Items listed in a dataset:
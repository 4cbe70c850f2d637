// SPDX-License-Identifier: AGPL-3.0-or-later
//
// Copyright (C) 2026 Relational Network

//! Signing key resolution against an issuer's JWKS endpoint.
//!
//! Keys are not cached: every resolution fetches the key set again. Request
//! volume is low, and caching would change how often the tenant's JWKS
//! endpoint is hit.

use async_trait::async_trait;
use jsonwebtoken::jwk::{AlgorithmParameters, Jwk, JwkSet, KeyAlgorithm};
use jsonwebtoken::{Algorithm, DecodingKey};
use tracing::debug;

use super::error::TokenError;
use super::issuer::IssuerInfo;

/// A public key ready for signature verification.
#[derive(Clone)]
pub struct SigningKey {
    pub decoding_key: DecodingKey,
    pub algorithm: Algorithm,
}

/// Resolves the public key for a key id published by an issuer.
#[async_trait]
pub trait SigningKeyResolver: Send + Sync {
    async fn resolve(&self, kid: &str, issuer: &IssuerInfo) -> Result<SigningKey, TokenError>;
}

/// Fetches keys over HTTPS from the issuer's `jwks_uri`.
#[derive(Clone)]
pub struct JwksResolver {
    client: reqwest::Client,
}

impl JwksResolver {
    pub fn new(client: reqwest::Client) -> Self {
        Self { client }
    }

    /// Fetch JWKS from the endpoint.
    pub async fn fetch_jwks(&self, jwks_uri: &str) -> Result<JwkSet, TokenError> {
        let response = self
            .client
            .get(jwks_uri)
            .send()
            .await
            .map_err(|e| TokenError::JwksFetch(e.to_string()))?;

        if !response.status().is_success() {
            return Err(TokenError::JwksFetch(format!(
                "HTTP {} from JWKS endpoint",
                response.status()
            )));
        }

        response
            .json()
            .await
            .map_err(|e| TokenError::JwksFetch(e.to_string()))
    }
}

#[async_trait]
impl SigningKeyResolver for JwksResolver {
    async fn resolve(&self, kid: &str, issuer: &IssuerInfo) -> Result<SigningKey, TokenError> {
        debug!(jwks_uri = %issuer.jwks_uri, kid = %kid, "validate-token: resolving signing key");

        let jwks = self.fetch_jwks(&issuer.jwks_uri).await?;

        let jwk = jwks
            .keys
            .iter()
            .find(|k| k.common.key_id.as_deref() == Some(kid))
            .ok_or_else(|| TokenError::KeyNotFound(kid.to_string()))?;

        jwk_to_signing_key(jwk)
    }
}

/// Convert a JWK to a verification key.
pub fn jwk_to_signing_key(jwk: &Jwk) -> Result<SigningKey, TokenError> {
    match &jwk.algorithm {
        AlgorithmParameters::RSA(rsa) => {
            let decoding_key = DecodingKey::from_rsa_components(&rsa.n, &rsa.e)
                .map_err(|e| TokenError::JwksFetch(format!("invalid RSA key: {e}")))?;

            let algorithm = match jwk.common.key_algorithm {
                Some(KeyAlgorithm::RS384) => Algorithm::RS384,
                Some(KeyAlgorithm::RS512) => Algorithm::RS512,
                Some(KeyAlgorithm::PS256) => Algorithm::PS256,
                Some(KeyAlgorithm::PS384) => Algorithm::PS384,
                Some(KeyAlgorithm::PS512) => Algorithm::PS512,
                _ => Algorithm::RS256,
            };

            Ok(SigningKey {
                decoding_key,
                algorithm,
            })
        }
        AlgorithmParameters::EllipticCurve(ec) => {
            let decoding_key = DecodingKey::from_ec_components(&ec.x, &ec.y)
                .map_err(|e| TokenError::JwksFetch(format!("invalid EC key: {e}")))?;

            let algorithm = match jwk.common.key_algorithm {
                Some(KeyAlgorithm::ES384) => Algorithm::ES384,
                _ => Algorithm::ES256,
            };

            Ok(SigningKey {
                decoding_key,
                algorithm,
            })
        }
        _ => Err(TokenError::JwksFetch(
            "unsupported key type in JWKS".to_string(),
        )),
    }
}

#[cfg(test)]
mod tests {
    use super::*;
    use crate::test_support::{jwks_document, TEST_KID};

    fn issuer_for(server: &mockito::ServerGuard) -> IssuerInfo {
        IssuerInfo::new(
            "client",
            "datahub-api",
            format!("{}/.well-known/jwks.json", server.url()),
        )
    }

    #[tokio::test]
    async fn resolves_key_by_kid() {
        let mut server = mockito::Server::new_async().await;
        let mock = server
            .mock("GET", "/.well-known/jwks.json")
            .with_status(200)
            .with_header("content-type", "application/json")
            .with_body(jwks_document().to_string())
            .create_async()
            .await;

        let resolver = JwksResolver::new(reqwest::Client::new());
        let key = resolver
            .resolve(TEST_KID, &issuer_for(&server))
            .await
            .expect("key resolves");

        assert_eq!(key.algorithm, Algorithm::RS256);
        mock.assert_async().await;
    }

    #[tokio::test]
    async fn refetches_on_every_call() {
        let mut server = mockito::Server::new_async().await;
        let mock = server
            .mock("GET", "/.well-known/jwks.json")
            .with_status(200)
            .with_body(jwks_document().to_string())
            .expect(2)
            .create_async()
            .await;

        let resolver = JwksResolver::new(reqwest::Client::new());
        let issuer = issuer_for(&server);
        resolver.resolve(TEST_KID, &issuer).await.unwrap();
        resolver.resolve(TEST_KID, &issuer).await.unwrap();

        mock.assert_async().await;
    }

    #[tokio::test]
    async fn unknown_kid_is_key_not_found() {
        let mut server = mockito::Server::new_async().await;
        server
            .mock("GET", "/.well-known/jwks.json")
            .with_status(200)
            .with_body(jwks_document().to_string())
            .create_async()
            .await;

        let resolver = JwksResolver::new(reqwest::Client::new());
        let result = resolver.resolve("rotated-away", &issuer_for(&server)).await;
        assert!(matches!(result, Err(TokenError::KeyNotFound(kid)) if kid == "rotated-away"));
    }

    #[tokio::test]
    async fn http_failure_is_fetch_error() {
        let mut server = mockito::Server::new_async().await;
        server
            .mock("GET", "/.well-known/jwks.json")
            .with_status(503)
            .create_async()
            .await;

        let resolver = JwksResolver::new(reqwest::Client::new());
        let result = resolver.resolve(TEST_KID, &issuer_for(&server)).await;
        assert!(matches!(result, Err(TokenError::JwksFetch(_))));
    }

    #[tokio::test]
    async fn unparseable_body_is_fetch_error() {
        let mut server = mockito::Server::new_async().await;
        server
            .mock("GET", "/.well-known/jwks.json")
            .with_status(200)
            .with_body("<html>not a key set</html>")
            .create_async()
            .await;

        let resolver = JwksResolver::new(reqwest::Client::new());
        let result = resolver.resolve(TEST_KID, &issuer_for(&server)).await;
        assert!(matches!(result, Err(TokenError::JwksFetch(_))));
    }
}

* [Exercise requirements] From the data, collect all lines where the string "JwkSet" appears.

* [Your solution]
use jsonwebtoken::jwk::{AlgorithmParameters, Jwk, JwkSet, KeyAlgorithm};
    pub async fn fetch_jwks(&self, jwks_uri: &str) -> Result<JwkSet, TokenError> {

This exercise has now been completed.